Bicara soal tas, benda satu ini emang bisa jadi pendongkrak status yang efektif, sampai2 di Jakarta, kita bisa temukan penyewaan tas ekslusif. Di sana, kita bisa nyewa tas2 mahal dengan harga sewa antara 135 rebu sampai 2.5 jeti perhari pertas. Jujur, gue salut buat duo wanita pengusaha persewaan tas yang jeli banget ngeliat peluang bisnis ini. Bener apa kata oom gue dulu: "Di Jakarta, apa sih yang gak bisa dibisnisin? ' :))

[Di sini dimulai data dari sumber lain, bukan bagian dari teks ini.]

use std::collections::VecDeque;
use std::time::Duration;

use async_trait::async_trait;
use play_session::chess_core::STARTING_FEN;
use play_session::{
    BoardRenderer, EngineReply, SearchBackend, SearchRequest, SessionError, TurnController,
};
use shakmaty::{Color, Square};

pub fn sq(s: &str) -> Square {
    s.parse().unwrap()
}

/// Engine double that answers from a fixed script instead of a process.
pub struct ScriptedEngine {
    replies: VecDeque<ScriptedReply>,
}

pub enum ScriptedReply {
    /// Echo the request's tag with this move token.
    Move(&'static str),
    /// Reply with a token but a mismatched correlation id, as if a previous
    /// request's answer arrived late.
    Stale(&'static str),
    /// Simulate a crashed engine that never answers.
    Timeout,
}

impl ScriptedEngine {
    pub fn new(replies: Vec<ScriptedReply>) -> Self {
        Self {
            replies: replies.into(),
        }
    }
}

#[async_trait]
impl SearchBackend for ScriptedEngine {
    async fn search(&mut self, req: &SearchRequest) -> Result<EngineReply, SessionError> {
        match self.replies.pop_front() {
            Some(ScriptedReply::Move(uci)) => Ok(EngineReply {
                id: req.id,
                kind: req.kind,
                uci: uci.to_string(),
            }),
            Some(ScriptedReply::Stale(uci)) => Ok(EngineReply {
                id: req.id + 1000,
                kind: req.kind,
                uci: uci.to_string(),
            }),
            Some(ScriptedReply::Timeout) => {
                Err(SessionError::EngineUnresponsive(Duration::from_secs(1)))
            }
            None => Err(SessionError::Engine("script exhausted".into())),
        }
    }

    async fn quit(&mut self) -> Result<(), SessionError> {
        Ok(())
    }
}

/// Renderer double that records what it was told to display.
#[derive(Default)]
pub struct RecordingRenderer {
    pub rendered: Vec<String>,
    pub orientation: Option<Color>,
    pub flips: usize,
}

impl BoardRenderer for RecordingRenderer {
    fn start(&mut self) {
        self.rendered.push(STARTING_FEN.to_string());
    }

    fn render(&mut self, fen: &str) {
        self.rendered.push(fen.to_string());
    }

    fn set_orientation(&mut self, color: Color) {
        self.orientation = Some(color);
    }

    fn flip(&mut self) {
        self.flips += 1;
    }
}

/// Controller with no settle delay, ready for scripted play.
pub fn controller(
    replies: Vec<ScriptedReply>,
) -> TurnController<ScriptedEngine, RecordingRenderer> {
    TurnController::new(
        ScriptedEngine::new(replies),
        RecordingRenderer::default(),
        Duration::ZERO,
    )
}
pub use shakmaty;

pub mod error;
pub mod game;

pub use error::GameError;
pub use game::{AppliedMove, Game, STARTING_FEN};
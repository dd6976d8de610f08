//! Rules errors

use shakmaty::Square;
use thiserror::Error;

#[derive(Error, Debug)]
pub enum GameError {
    #[error("Invalid FEN: {0}")]
    InvalidFen(String),

    #[error("Illegal move: {from}{to}")]
    IllegalMove { from: Square, to: Square },
}
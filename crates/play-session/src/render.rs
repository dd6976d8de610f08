//! Board renderer capability and a plain-text implementation.

use shakmaty::Color;

/// What the controller needs from a board front end. The bundled binary uses
/// [`TextBoard`]; tests inject a recording double.
pub trait BoardRenderer {
    /// Show the standard initial position.
    fn start(&mut self);

    /// Show the given position.
    fn render(&mut self, fen: &str);

    /// Which side sits at the bottom of the display.
    fn set_orientation(&mut self, color: Color);

    /// Mirror the display.
    fn flip(&mut self);
}

/// ASCII board printed to stdout.
pub struct TextBoard {
    orientation: Color,
}

impl TextBoard {
    pub fn new() -> Self {
        Self {
            orientation: Color::White,
        }
    }
}

impl Default for TextBoard {
    fn default() -> Self {
        Self::new()
    }
}

impl BoardRenderer for TextBoard {
    fn start(&mut self) {
        self.render(chess_core::STARTING_FEN);
    }

    fn render(&mut self, fen: &str) {
        println!("{}", draw(fen, self.orientation));
    }

    fn set_orientation(&mut self, color: Color) {
        self.orientation = color;
    }

    fn flip(&mut self) {
        self.orientation = !self.orientation;
    }
}

/// Render a FEN's piece placement as an 8x8 letter grid, ranks labelled,
/// with the orientation color at the bottom.
pub fn draw(fen: &str, orientation: Color) -> String {
    let mut fields = fen.split_whitespace();
    let placement = fields.next().unwrap_or("");
    let side_to_move = fields.next().unwrap_or("?");

    // grid[rank][file], rank 0 = rank 1, file 0 = the a-file
    let mut grid = [['.'; 8]; 8];
    let mut rank: usize = 7;
    let mut file: usize = 0;
    for c in placement.chars() {
        match c {
            '/' => {
                rank = rank.saturating_sub(1);
                file = 0;
            }
            '1'..='8' => file += c as usize - '0' as usize,
            piece => {
                if file < 8 {
                    grid[rank][file] = piece;
                    file += 1;
                }
            }
        }
    }

    let ranks: Vec<usize> = match orientation {
        Color::White => (0..8).rev().collect(),
        Color::Black => (0..8).collect(),
    };
    let files: Vec<usize> = match orientation {
        Color::White => (0..8).collect(),
        Color::Black => (0..8).rev().collect(),
    };

    let mut out = String::new();
    for r in &ranks {
        out.push_str(&format!("{} ", r + 1));
        for f in &files {
            out.push(' ');
            out.push(grid[*r][*f]);
        }
        out.push('\n');
    }
    out.push_str("  ");
    for f in &files {
        out.push(' ');
        out.push((b'a' + *f as u8) as char);
    }
    out.push_str(&format!("\n{} to move", if side_to_move == "w" { "white" } else { "black" }));
    out
}
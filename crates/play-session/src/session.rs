//! Session state: move history, turn sequencing, settings, orientation.
//!
//! Everything here is synchronous and free of I/O so the state machine can
//! be unit tested without a renderer or a live engine. The controller layers
//! the async engine round trip on top.

use chess_core::Game;
use serde::{Deserialize, Serialize};
use shakmaty::{Color, Square};

use crate::error::SessionError;

/// Who the session is waiting on.
///
/// Engine requests are only issued from `AwaitingHumanMove` after an accepted
/// human move, and the session returns to `AwaitingHumanMove` only once the
/// engine's move is applied (or the request failed).
#[derive(Debug, Clone, Copy, PartialEq, Eq)]
pub enum TurnState {
    AwaitingHumanMove,
    EngineThinking,
}

/// Result of probing the rules library after a ply.
#[derive(Debug, Clone, Copy, PartialEq, Eq)]
pub enum GameStatus {
    Ongoing,
    Checkmate,
    Stalemate,
    Drawn,
}

impl GameStatus {
    pub fn is_over(self) -> bool {
        self != GameStatus::Ongoing
    }
}

/// Engine search parameters; both fields are kept at least 1.
#[derive(Debug, Clone, Copy, Serialize, Deserialize)]
pub struct Settings {
    depth: u8,
    movetime_ms: u32,
}

impl Settings {
    pub fn new(depth: u8, movetime_ms: u32) -> Result<Self, SessionError> {
        if depth == 0 {
            return Err(SessionError::InvalidSettings("depth must be at least 1"));
        }
        if movetime_ms == 0 {
            return Err(SessionError::InvalidSettings(
                "move time must be at least 1ms",
            ));
        }
        Ok(Self { depth, movetime_ms })
    }

    pub fn depth(&self) -> u8 {
        self.depth
    }

    pub fn movetime_ms(&self) -> u32 {
        self.movetime_ms
    }
}

impl Default for Settings {
    fn default() -> Self {
        Self {
            depth: 5,
            movetime_ms: 1000,
        }
    }
}

/// One recorded ply.
#[derive(Debug, Clone, Serialize, Deserialize)]
pub struct MoveRecord {
    pub san: String,
    pub uci: String,
    /// Position after the move.
    pub fen: String,
}

/// The whole mutable session. Ply indices are 1-based; `view_ply` is the
/// number of plies currently displayed and equals `history.len()` when the
/// session is at the tip.
#[derive(Debug, Clone)]
pub struct GameSession {
    game: Game,
    history: Vec<MoveRecord>,
    state: TurnState,
    settings: Settings,
    orientation: Color,
    view_ply: usize,
}

impl GameSession {
    pub fn new() -> Self {
        Self {
            game: Game::new(),
            history: Vec::new(),
            state: TurnState::AwaitingHumanMove,
            settings: Settings::default(),
            orientation: Color::White,
            view_ply: 0,
        }
    }

    pub fn state(&self) -> TurnState {
        self.state
    }

    pub fn history(&self) -> &[MoveRecord] {
        &self.history
    }

    pub fn settings(&self) -> Settings {
        self.settings
    }

    pub fn orientation(&self) -> Color {
        self.orientation
    }

    pub fn view_ply(&self) -> usize {
        self.view_ply
    }

    pub fn at_tip(&self) -> bool {
        self.view_ply == self.history.len()
    }

    /// FEN of the position currently displayed.
    pub fn fen(&self) -> String {
        self.game.fen()
    }

    pub fn status(&self) -> GameStatus {
        if self.game.is_checkmate() {
            GameStatus::Checkmate
        } else if self.game.is_stalemate() {
            GameStatus::Stalemate
        } else if self.game.is_game_over() {
            GameStatus::Drawn
        } else {
            GameStatus::Ongoing
        }
    }

    pub fn legal_targets(&self, square: Square) -> Vec<Square> {
        self.game.legal_targets(square)
    }

    /// Validate and apply a human move. The source square must hold a piece
    /// of the session's orientation color and the rules library must accept
    /// the move (queen promotion by default).
    ///
    /// If the session had been navigated backwards, acceptance discards the
    /// future tail first, so the new move branches from the viewed position.
    /// Rejection leaves history and position untouched.
    pub fn attempt_human_move(
        &mut self,
        from: Square,
        to: Square,
    ) -> Result<(MoveRecord, GameStatus), SessionError> {
        if self.state == TurnState::EngineThinking {
            return Err(SessionError::EngineBusy);
        }
        if self.status().is_over() {
            return Err(SessionError::GameOver);
        }
        if self.game.color_at(from) != Some(self.orientation) {
            return Err(SessionError::InvalidMove(format!("{from}{to}")));
        }

        let applied = self
            .game
            .apply_move(from, to)
            .map_err(|_| SessionError::InvalidMove(format!("{from}{to}")))?;

        self.history.truncate(self.view_ply);
        self.history.push(MoveRecord {
            san: applied.san,
            uci: applied.uci,
            fen: applied.fen,
        });
        self.view_ply = self.history.len();

        let status = self.status();
        if !status.is_over() {
            self.state = TurnState::EngineThinking;
        }
        Ok((self.history[self.view_ply - 1].clone(), status))
    }

    /// Apply the engine's best-move token. Only the square pair is consumed:
    /// a 5-character token's promotion letter is ignored and promotions are
    /// played as queen promotions (known limitation of this session layer).
    pub fn apply_engine_reply(
        &mut self,
        token: &str,
    ) -> Result<(MoveRecord, GameStatus), SessionError> {
        if self.state != TurnState::EngineThinking {
            return Err(SessionError::Engine(format!(
                "Unexpected engine move {token}"
            )));
        }
        let (from, to) = split_move_token(token)?;
        let applied = self
            .game
            .apply_move(from, to)
            .map_err(|_| SessionError::Engine(format!("Engine sent illegal move {token}")))?;

        self.history.push(MoveRecord {
            san: applied.san,
            uci: applied.uci,
            fen: applied.fen,
        });
        self.view_ply = self.history.len();
        self.state = TurnState::AwaitingHumanMove;
        Ok((self.history[self.view_ply - 1].clone(), self.status()))
    }

    /// Give the turn back to the human after a failed engine request.
    pub fn abort_engine_turn(&mut self) {
        self.state = TurnState::AwaitingHumanMove;
    }

    /// Restore the position after ply `n` (1-based) for display. The history
    /// itself is kept; the next accepted human move branches from here.
    /// Idempotent.
    pub fn jump_to_ply(&mut self, n: usize) -> Result<String, SessionError> {
        if self.state == TurnState::EngineThinking {
            return Err(SessionError::EngineBusy);
        }
        if n == 0 || n > self.history.len() {
            return Err(SessionError::UnknownPly(n));
        }
        let fen = self.history[n - 1].fen.clone();
        self.game = Game::from_fen(&fen).map_err(|_| SessionError::InvalidFen(fen.clone()))?;
        self.view_ply = n;
        Ok(fen)
    }

    /// Return to the newest recorded ply.
    pub fn jump_to_latest(&mut self) -> Result<String, SessionError> {
        if self.history.is_empty() {
            return Ok(self.fen());
        }
        self.jump_to_ply(self.history.len())
    }

    /// Clear history, restore the standard initial position, white
    /// orientation and the human's turn. Settings survive the reset.
    pub fn reset(&mut self) {
        self.game.reset();
        self.history.clear();
        self.view_ply = 0;
        self.state = TurnState::AwaitingHumanMove;
        self.orientation = Color::White;
    }

    /// Reseed the session from a FEN string. Invalid input leaves every part
    /// of the session unchanged.
    pub fn load_fen(&mut self, fen: &str) -> Result<(), SessionError> {
        let game = Game::from_fen(fen).map_err(|_| SessionError::InvalidFen(fen.to_string()))?;
        self.game = game;
        self.history.clear();
        self.view_ply = 0;
        self.state = TurnState::AwaitingHumanMove;
        self.orientation = Color::White;
        Ok(())
    }

    /// Toggle which side the human plays. Does not touch the turn state or
    /// whose move it logically is.
    pub fn flip_orientation(&mut self) {
        self.orientation = !self.orientation;
    }

    pub fn update_settings(&mut self, depth: u8, movetime_ms: u32) -> Result<(), SessionError> {
        self.settings = Settings::new(depth, movetime_ms)?;
        Ok(())
    }

    /// Textual move list up to the viewed ply, numbered by full move:
    /// `1. e4 e5 - 2. Nf3 ...`
    pub fn rendered_move_list(&self) -> String {
        let mut out = String::new();
        for (i, record) in self.history[..self.view_ply].iter().enumerate() {
            if i % 2 == 0 {
                if !out.is_empty() {
                    out.push(' ');
                }
                out.push_str(&format!("{}. {}", i / 2 + 1, record.san));
            } else {
                out.push_str(&format!(" {} -", record.san));
            }
        }
        out
    }
}

impl Default for GameSession {
    fn default() -> Self {
        Self::new()
    }
}

/// Split an engine move token into its square pair, dropping any promotion
/// letter.
fn split_move_token(token: &str) -> Result<(Square, Square), SessionError> {
    if !token.is_ascii() || (token.len() != 4 && token.len() != 5) {
        return Err(SessionError::Engine(format!("Bad move token {token}")));
    }
    let from = token[0..2]
        .parse::<Square>()
        .map_err(|_| SessionError::Engine(format!("Bad move token {token}")))?;
    let to = token[2..4]
        .parse::<Square>()
        .map_err(|_| SessionError::Engine(format!("Bad move token {token}")))?;
    Ok((from, to))
}
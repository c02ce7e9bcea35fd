use std::fmt;

use crate::table::{ColumnType, RawTable, Value};

/// Describe stats over a numeric column's non-missing cells.
#[derive(Debug, Clone, PartialEq)]
pub struct NumericStats {
    pub count: usize,
    pub min: f64,
    pub max: f64,
    pub mean: f64,
}

#[derive(Debug, Clone, PartialEq)]
pub struct ColumnSummary {
    pub name: String,
    pub ty: ColumnType,
    pub nulls: usize,
    /// Present only for numeric columns with at least one value.
    pub stats: Option<NumericStats>,
}

/// Shape and per-column profile of a loaded dataset. Structured, so the
/// caller decides how to present it.
#[derive(Debug, Clone, PartialEq)]
pub struct TableSummary {
    pub rows: usize,
    pub columns: Vec<ColumnSummary>,
}

pub fn summarize(table: &RawTable) -> TableSummary {
    let columns = table
        .headers
        .iter()
        .enumerate()
        .map(|(idx, name)| {
            let mut nulls = 0usize;
            let mut count = 0usize;
            let mut sum = 0.0f64;
            let mut min = f64::INFINITY;
            let mut max = f64::NEG_INFINITY;
            for row in &table.rows {
                match row.get(idx) {
                    Some(Value::Number(n)) => {
                        count += 1;
                        sum += n;
                        min = min.min(*n);
                        max = max.max(*n);
                    }
                    Some(Value::Text(_)) => {}
                    Some(Value::Null) | None => nulls += 1,
                }
            }
            let stats = (table.types[idx] == ColumnType::Numeric && count > 0).then(|| {
                NumericStats {
                    count,
                    min,
                    max,
                    mean: sum / count as f64,
                }
            });
            ColumnSummary {
                name: name.clone(),
                ty: table.types[idx],
                nulls,
                stats,
            }
        })
        .collect();

    TableSummary {
        rows: table.num_rows(),
        columns,
    }
}

impl fmt::Display for TableSummary {
    fn fmt(&self, f: &mut fmt::Formatter<'_>) -> fmt::Result {
        writeln!(f, "{} rows x {} columns", self.rows, self.columns.len())?;
        for col in &self.columns {
            write!(f, "  {} ({:?}), {} missing", col.name, col.ty, col.nulls)?;
            if let Some(s) = &col.stats {
                write!(
                    f,
                    "; count={} min={} max={} mean={:.2}",
                    s.count, s.min, s.max, s.mean
                )?;
            }
            writeln!(f)?;
        }
        Ok(())
    }
}

#[cfg(test)]
mod tests {
    use super::*;

    #[test]
    fn summarize_counts_nulls_and_describes_numerics() {
        let table = RawTable {
            headers: vec!["City".into(), "Amount".into()],
            types: vec![ColumnType::Categorical, ColumnType::Numeric],
            rows: vec![
                vec![Value::Text("Pune".into()), Value::Number(10.0)],
                vec![Value::Null, Value::Number(20.0)],
                vec![Value::Text("Delhi".into()), Value::Null],
            ],
        };
        let summary = summarize(&table);
        assert_eq!(summary.rows, 3);
        assert_eq!(summary.columns[0].nulls, 1);
        assert!(summary.columns[0].stats.is_none());
        let stats = summary.columns[1].stats.as_ref().unwrap();
        assert_eq!(stats.count, 2);
        assert_eq!(stats.min, 10.0);
        assert_eq!(stats.max, 20.0);
        assert_eq!(stats.mean, 15.0);
    }
}
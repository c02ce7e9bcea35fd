use std::str::FromStr;

use indexmap::IndexMap;

use crate::error::{PipelineError, Result};
use crate::table::{AggregationResult, CleanedTable, Value};

/// Reduction applied to a metric column within each group.
#[derive(Debug, Clone, Copy, PartialEq, Eq)]
pub enum Reduce {
    Sum,
    Mean,
}

impl FromStr for Reduce {
    type Err = PipelineError;

    fn from_str(s: &str) -> Result<Self> {
        match s.trim().to_ascii_lowercase().as_str() {
            "sum" => Ok(Reduce::Sum),
            "mean" | "avg" | "average" => Ok(Reduce::Mean),
            other => Err(PipelineError::InvalidArgument(format!(
                "unknown reduction `{other}` (expected sum or mean)"
            ))),
        }
    }
}

/// One metric column of a grouped aggregate: which column, how to reduce
/// it, and the stable output name of the reduced column.
#[derive(Debug, Clone)]
pub struct MetricSpec {
    pub column: usize,
    pub reduce: Reduce,
    pub name: String,
}

impl MetricSpec {
    pub fn new(column: usize, reduce: Reduce, name: impl Into<String>) -> Self {
        Self {
            column,
            reduce,
            name: name.into(),
        }
    }
}

/// Count occurrences of each distinct value of `col`, ordered by descending
/// count; ties keep the value's first-seen order in the source table.
pub fn frequency_count(table: &CleanedTable, col: usize) -> AggregationResult {
    let mut entries: Vec<(String, u64)> = count_values(table, col).into_iter().collect();
    // sort_by is stable, so equal counts stay in first-seen order
    entries.sort_by(|a, b| b.1.cmp(&a.1));
    counts_to_result(table.headers()[col].clone(), entries)
}

/// Prefix of `frequency_count` truncated to `n` rows. `n` must be positive;
/// fewer distinct values than `n` yields all of them.
pub fn top_n_by_frequency(table: &CleanedTable, col: usize, n: usize) -> Result<AggregationResult> {
    let mut result = frequency_count(table, col);
    result.rows.truncate(positive(n, "top-N by frequency")?);
    Ok(result)
}

/// Order counts per `YearMonth` bucket, ordered chronologically. The bucket
/// format is fixed-width zero-padded, so the lexicographic key order is the
/// chronological one.
pub fn monthly_volume(table: &CleanedTable) -> AggregationResult {
    let mut entries: Vec<(String, u64)> =
        count_values(table, table.year_month_index()).into_iter().collect();
    entries.sort_by(|a, b| a.0.cmp(&b.0));
    counts_to_result("Month".to_string(), entries)
}

/// Group rows by the composite key formed from `group_cols` and reduce each
/// metric column over the group. One row per distinct key, keys in
/// first-seen order, columns renamed to the group headers followed by each
/// metric's output name.
pub fn grouped_aggregate(
    table: &CleanedTable,
    group_cols: &[usize],
    metrics: &[MetricSpec],
) -> Result<AggregationResult> {
    if group_cols.is_empty() {
        return Err(PipelineError::InvalidArgument(
            "grouped aggregate needs at least one group column".into(),
        ));
    }

    struct Group {
        count: u64,
        sums: Vec<f64>,
    }

    let mut groups: IndexMap<Vec<String>, Group> = IndexMap::new();
    for row in table.rows() {
        let key: Vec<String> = group_cols.iter().map(|&c| row[c].render()).collect();
        let group = groups.entry(key).or_insert_with(|| Group {
            count: 0,
            sums: vec![0.0; metrics.len()],
        });
        group.count += 1;
        for (slot, metric) in group.sums.iter_mut().zip(metrics) {
            *slot += row[metric.column].as_number().unwrap_or(0.0);
        }
    }

    let mut headers: Vec<String> = group_cols
        .iter()
        .map(|&c| table.headers()[c].clone())
        .collect();
    headers.extend(metrics.iter().map(|m| m.name.clone()));

    let rows = groups
        .into_iter()
        .map(|(key, group)| {
            let mut row: Vec<Value> = key.into_iter().map(Value::Text).collect();
            for (metric, sum) in metrics.iter().zip(group.sums) {
                let reduced = match metric.reduce {
                    Reduce::Sum => sum,
                    // group.count is the group's own row count; dropped rows
                    // never reach the aggregator
                    Reduce::Mean => sum / group.count as f64,
                };
                row.push(Value::Number(reduced));
            }
            row
        })
        .collect();

    Ok(AggregationResult { headers, rows })
}

/// `grouped_aggregate` over a single metric, followed by a stable sort on
/// the reduced value (ties keep first-seen key order) and truncation to `n`.
pub fn top_n_by_metric(
    table: &CleanedTable,
    group_cols: &[usize],
    metric: MetricSpec,
    n: usize,
    descending: bool,
) -> Result<AggregationResult> {
    let n = positive(n, "top-N by metric")?;
    let mut result = grouped_aggregate(table, group_cols, std::slice::from_ref(&metric))?;
    let metric_col = result.width() - 1;
    result.rows.sort_by(|a, b| {
        let x = a[metric_col].as_number().unwrap_or(0.0);
        let y = b[metric_col].as_number().unwrap_or(0.0);
        if descending {
            y.total_cmp(&x)
        } else {
            x.total_cmp(&y)
        }
    });
    result.rows.truncate(n);
    Ok(result)
}

fn count_values(table: &CleanedTable, col: usize) -> IndexMap<String, u64> {
    let mut counts: IndexMap<String, u64> = IndexMap::new();
    for row in table.rows() {
        *counts.entry(row[col].render()).or_insert(0) += 1;
    }
    counts
}

fn counts_to_result(value_header: String, entries: Vec<(String, u64)>) -> AggregationResult {
    AggregationResult {
        headers: vec![value_header, "Count".to_string()],
        rows: entries
            .into_iter()
            .map(|(value, count)| vec![Value::Text(value), Value::Number(count as f64)])
            .collect(),
    }
}

fn positive(n: usize, op: &str) -> Result<usize> {
    if n == 0 {
        return Err(PipelineError::InvalidArgument(format!(
            "{op}: n must be a positive integer"
        )));
    }
    Ok(n)
}
use std::path::Path;

use csv::{ReaderBuilder, Trim};
use tracing::info;

use crate::error::{PipelineError, Result};
use crate::table::{derive_column_types, ColumnType, RawTable, Value};

/// Read a delimited file with a header row into a `RawTable`, preserving
/// the file's row order. Column types are derived from the cell contents;
/// empty cells become `Null`, cells of numeric columns are parsed up front.
pub fn load_csv<P: AsRef<Path>>(path: P) -> Result<RawTable> {
    let mut rdr = ReaderBuilder::new()
        .has_headers(true)
        .flexible(true)
        .trim(Trim::All)
        .from_path(path.as_ref())?;

    let headers: Vec<String> = rdr.headers()?.iter().map(|h| h.trim().to_string()).collect();
    for (idx, name) in headers.iter().enumerate() {
        if name.is_empty() {
            return Err(PipelineError::InvalidArgument(format!(
                "header at index {} is empty after trimming",
                idx
            )));
        }
    }

    let mut raw_rows: Vec<Vec<String>> = Vec::new();
    for record in rdr.records() {
        let record = record?;
        raw_rows.push(record.iter().map(|s| s.to_string()).collect());
    }

    let types = derive_column_types(&headers, &raw_rows);
    let rows = raw_rows
        .into_iter()
        .map(|cells| typed_row(&cells, &types, headers.len()))
        .collect::<Vec<_>>();

    info!(
        path = %path.as_ref().display(),
        rows = rows.len(),
        columns = headers.len(),
        "loaded dataset"
    );

    Ok(RawTable {
        headers,
        types,
        rows,
    })
}

fn typed_row(cells: &[String], types: &[ColumnType], width: usize) -> Vec<Value> {
    (0..width)
        .map(|i| {
            let cell = cells.get(i).map(|s| s.trim()).unwrap_or("");
            if cell.is_empty() {
                return Value::Null;
            }
            match types[i] {
                // derive_column_types already proved every non-empty cell parses
                ColumnType::Numeric => cell
                    .parse::<f64>()
                    .map(Value::Number)
                    .unwrap_or(Value::Null),
                ColumnType::Categorical => Value::Text(cell.to_string()),
            }
        })
        .collect()
}

#[cfg(test)]
mod tests {
    use super::*;
    use std::io::Write;
    use tempfile::NamedTempFile;

    fn write_csv(content: &str) -> NamedTempFile {
        let mut tmp = NamedTempFile::new().unwrap();
        tmp.write_all(content.as_bytes()).unwrap();
        tmp
    }

    #[test]
    fn loads_headers_types_and_nulls() {
        let tmp = write_csv("Order Date,PaymentMode,Amount\n2024-01-05,Cash,10\n2024-01-20,,5\n");
        let table = load_csv(tmp.path()).unwrap();

        assert_eq!(table.headers, vec!["Order Date", "PaymentMode", "Amount"]);
        assert_eq!(
            table.types,
            vec![
                ColumnType::Categorical,
                ColumnType::Categorical,
                ColumnType::Numeric
            ]
        );
        assert_eq!(table.num_rows(), 2);
        assert_eq!(table.rows[0][2], Value::Number(10.0));
        assert_eq!(table.rows[1][1], Value::Null);
    }

    #[test]
    fn short_rows_are_padded_with_nulls() {
        let tmp = write_csv("A,B,C\nx,1\n");
        let table = load_csv(tmp.path()).unwrap();
        assert_eq!(table.rows[0].len(), 3);
        assert_eq!(table.rows[0][2], Value::Null);
    }

    #[test]
    fn empty_header_is_rejected() {
        let tmp = write_csv("A,,C\nx,y,z\n");
        let err = load_csv(tmp.path()).unwrap_err();
        assert!(matches!(err, PipelineError::InvalidArgument(_)));
    }
}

Tapi tetep, gue berharap, gue nggak akan pernah memerlukan jasa mereka buat menyewa tas mahal... Semoga gue bisa tetep happy dan bangga menjadi diri gue sendiri. Kalau memang kemampuan gue baru sebatas tas Esprit segede karung yang gue bawa kemana2 atau tas keluaran Mango atau Tajur... yah Why not? Iya nggak...?

Hahahaha

July 28, 2006

Jakarta oh Jakarta

Dua tahun lebih meninggalkan Jakarta, sempat membuat gue lupa akan betapa materialistisnya kota ini.
Di hari kedua gue tiba di sana, gue pergi ke Pondok Indah Mall 2 bersama keluarga. Jujur, gue sedikt kaget melihat banyak nya butik mewah di sana. Apalagi waktu gue melihat selembar kaus oblong tipis yang biasa banget seharga lebih dari setengah juta rupiah.
    Hah? katanya Indonesia lagi krisis?

Harga segitu, untuk selembar kaus yang begitu doang, sudah tergolong sangat mahal. Bahkan untuk ukuran Eropa.
Hati gue tambah ciut ngeliat beberapa anak abege yang asyik menenteng HP yang harganya pasti lebih di atas 3 juta rupiah... Gue langsung membayangkan penampilan gue hari itu yang cuma pake tshirt seharga 30 rebu (tapi lebih keren dari kaos-oblong-setengah-jeti itu), rok hitam, kalung panjang, dan sendal bali. Plus, keringet yang ngucur karena... Jakarta panas bo! hehehehe

Bohong kalau gue bilang gue nggak sedikit minder...
Gue lupa, betapa penampilan, status, dan duit sangat 'berbicara' di kota yang pernah gue diami selama hampir seperempat abad itu.
   Ah, you wont feel good if you dont look good! Ini Jakarta, Mbak!!!!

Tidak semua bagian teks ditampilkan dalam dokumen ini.